脱退一時金の還付申告について(非居住者、退職所得の選択課税)

海外の人が日本で一定期間働き厚生年金に加入、その後帰国した場合、厚生年金の脱退一時金を請求することができます。

この時、当該一時金は非居住者に対する退職所得として、支給される際に20%の源泉所得税が引かれます(既に帰国済みのため非居住者として扱われます)※復興所得税を入れると0.42%です。

ただしこの源泉所得税については、税務署に還付申告をすることで返してもらうことができます。

これは、同じ退職金を受け取っているのに、居住者と比べて納税額の差が大きいということから定められている法律です(所得税法171条)。

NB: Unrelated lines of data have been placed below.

//! Core types for the rasterizer

use serde::{Deserialize, Serialize};
use std::ops::{Add, Mul};
use std::sync::OnceLock;

/// Linear float RGBA color, channels nominally in [0, 1]
#[derive(Debug, Clone, Copy, PartialEq, Serialize, Deserialize)]
pub struct Color {
    pub r: f32,
    pub g: f32,
    pub b: f32,
    pub a: f32,
}

impl Color {
    pub const BLACK: Color = Color::new(0.0, 0.0, 0.0);
    pub const WHITE: Color = Color::new(1.0, 1.0, 1.0);
    pub const RED: Color = Color::new(1.0, 0.0, 0.0);
    pub const GREEN: Color = Color::new(0.0, 1.0, 0.0);
    pub const BLUE: Color = Color::new(0.0, 0.0, 1.0);

    /// Opaque color
    pub const fn new(r: f32, g: f32, b: f32) -> Self {
        Self { r, g, b, a: 1.0 }
    }

    pub const fn with_alpha(r: f32, g: f32, b: f32, a: f32) -> Self {
        Self { r, g, b, a }
    }

    pub fn from_bytes(r: u8, g: u8, b: u8, a: u8) -> Self {
        const INV: f32 = 1.0 / 255.0;
        Self {
            r: r as f32 * INV,
            g: g as f32 * INV,
            b: b as f32 * INV,
            a: a as f32 * INV,
        }
    }

    /// Every channel clamped to [0, 1]. NaN clamps to 0.
    pub fn clamped(self) -> Self {
        fn c(v: f32) -> f32 {
            if v.is_nan() {
                0.0
            } else {
                v.clamp(0.0, 1.0)
            }
        }
        Self {
            r: c(self.r),
            g: c(self.g),
            b: c(self.b),
            a: c(self.a),
        }
    }
}

impl Default for Color {
    fn default() -> Self {
        Color::BLACK
    }
}

/// Channel-wise modulation
impl Mul for Color {
    type Output = Color;
    fn mul(self, o: Color) -> Color {
        Color::with_alpha(self.r * o.r, self.g * o.g, self.b * o.b, self.a * o.a)
    }
}

/// Scales all four channels
impl Mul<f32> for Color {
    type Output = Color;
    fn mul(self, s: f32) -> Color {
        Color::with_alpha(self.r * s, self.g * s, self.b * s, self.a * s)
    }
}

impl Add for Color {
    type Output = Color;
    fn add(self, o: Color) -> Color {
        Color::with_alpha(self.r + o.r, self.g + o.g, self.b + o.b, self.a + o.a)
    }
}

/// One stored framebuffer pixel (RGBA8)
#[derive(Debug, Clone, Copy, PartialEq, Eq, Hash)]
pub struct Pixel {
    pub r: u8,
    pub g: u8,
    pub b: u8,
    pub a: u8,
}

impl Pixel {
    pub const fn new(r: u8, g: u8, b: u8, a: u8) -> Self {
        Self { r, g, b, a }
    }

    pub fn to_bytes(self) -> [u8; 4] {
        [self.r, self.g, self.b, self.a]
    }
}

impl Default for Pixel {
    fn default() -> Self {
        Pixel::new(0, 0, 0, 255)
    }
}

/// Number of entries in the quantization table
pub const QUANTIZE_STEPS: usize = 4096;

/// Float channel -> byte lookup table.
///
/// Entry `i` holds `round(i / 4095 * 255)`, so the table is monotonic and
/// maps 0.0 -> 0 and 1.0 -> 255 exactly. Built once and shared by every
/// framebuffer through [`QuantizeTable::shared`].
pub struct QuantizeTable {
    table: Box<[u8; QUANTIZE_STEPS]>,
}

impl QuantizeTable {
    pub fn new() -> Self {
        let mut table = Box::new([0u8; QUANTIZE_STEPS]);
        let max = (QUANTIZE_STEPS - 1) as f32;
        for (i, entry) in table.iter_mut().enumerate() {
            *entry = ((i as f32 / max) * 255.0).round() as u8;
        }
        Self { table }
    }

    /// Process-wide table, built on first use
    pub fn shared() -> &'static QuantizeTable {
        static TABLE: OnceLock<QuantizeTable> = OnceLock::new();
        TABLE.get_or_init(QuantizeTable::new)
    }

    /// Quantize one channel (clamped to [0, 1] first)
    pub fn channel(&self, v: f32) -> u8 {
        let v = if v.is_nan() { 0.0 } else { v.clamp(0.0, 1.0) };
        let idx = (v * (QUANTIZE_STEPS - 1) as f32 + 0.5) as usize;
        self.table[idx.min(QUANTIZE_STEPS - 1)]
    }

    pub fn pixel(&self, color: Color) -> Pixel {
        Pixel {
            r: self.channel(color.r),
            g: self.channel(color.g),
            b: self.channel(color.b),
            a: self.channel(color.a),
        }
    }
}

impl Default for QuantizeTable {
    fn default() -> Self {
        Self::new()
    }
}

#[cfg(test)]
mod tests {
    use super::*;

    #[test]
    fn test_quantize_endpoints_exact() {
        let q = QuantizeTable::shared();
        assert_eq!(q.channel(0.0), 0);
        assert_eq!(q.channel(1.0), 255);
    }

    #[test]
    fn test_quantize_clamps_out_of_range() {
        let q = QuantizeTable::shared();
        assert_eq!(q.channel(-3.0), 0);
        assert_eq!(q.channel(7.5), 255);
        assert_eq!(q.channel(f32::NAN), 0);
        assert_eq!(q.channel(f32::INFINITY), 255);
    }

    #[test]
    fn test_quantize_matches_rounding_on_byte_values() {
        let q = QuantizeTable::shared();
        for k in 0..=255u32 {
            let v = k as f32 / 255.0;
            assert_eq!(q.channel(v) as u32, (v * 255.0).round() as u32, "k = {}", k);
        }
    }

    #[test]
    fn test_quantize_is_monotonic() {
        let q = QuantizeTable::new();
        let mut last = 0u8;
        for i in 0..=10_000 {
            let b = q.channel(i as f32 / 10_000.0);
            assert!(b >= last);
            last = b;
        }
    }

    #[test]
    fn test_shared_table_is_single_instance() {
        let a = QuantizeTable::shared() as *const QuantizeTable;
        let b = QuantizeTable::shared() as *const QuantizeTable;
        assert_eq!(a, b);
    }

    #[test]
    fn test_color_clamped() {
        let c = Color::with_alpha(-1.0, 0.5, 2.0, f32::NAN).clamped();
        assert_eq!(c, Color::with_alpha(0.0, 0.5, 1.0, 0.0));
    }

    #[test]
    fn test_color_from_bytes() {
        let c = Color::from_bytes(255, 0, 51, 255);
        assert!((c.r - 1.0).abs() < 1e-6);
        assert!((c.b - 0.2).abs() < 1e-6);
        assert_eq!(QuantizeTable::shared().pixel(c), Pixel::new(255, 0, 51, 255));
    }
}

居住者は退職金、つまり退職所得の計算は、収入から退職所得控除額を引いて、そこからさらに1/2して税金が計算されるため、税金がかなり少なくなるようになっています。詳細はこちら

ここで申告に際して留意点があります。

① 還付申告をして、還ってくる税金は国内の口座にしか振り込むことができません。

② 本人は非居住者として国内にいないため、代わりの人が申告することになります。

そこで納税管理人という制度を利用することになります。

この制度は、本人に代わって代理人が申告及び還付金の受け取りが行えるという制度です。
選任の方法は簡単で、出国前の住所地を管轄する税務署に「納税管理人の選任届出書」を提出するのみです。

ちなみに選任は出国前でも出国後でも可能です。※申告書の提出と同時でも可能

あとは、この納税管理人が本人に代わって申告をするわけですが、還付金はあくまでも納税管理人の口座に振り込まれるため、信頼できる人にする必要がありますね。

また、申告といっても通常の申告と異なるため、ある程度の知識を有している人を選ぶ必要があります。

以下申告の際の留意点を記載します(所得税法第173条)。

① 申告は支給金額が確定した日以降にすることができます

② 確定申告ではなく、「退職所得の選択課税申告書」として提出することになります。
ただし様式は通常の申告用紙を利用します(特別の様式はありません)。
つまり、申告用紙に記載されている文字を二重線で消して自分で記載することになります。

③ 各種の所得控除は受けることができません(基礎控除も不可)。また退職所得のみの申告となります。退職所得は通常の計算方法、つまり退職所得控除額を引いて1/2を乗じる方法となります。

④ 住所地及び氏名欄には申告する本人と納税管理人両方の記載が必要です

なかなか難しい制度ですが、多くの税金が還ってくる可能性が高いので、ぜひ利用することをお勧めします。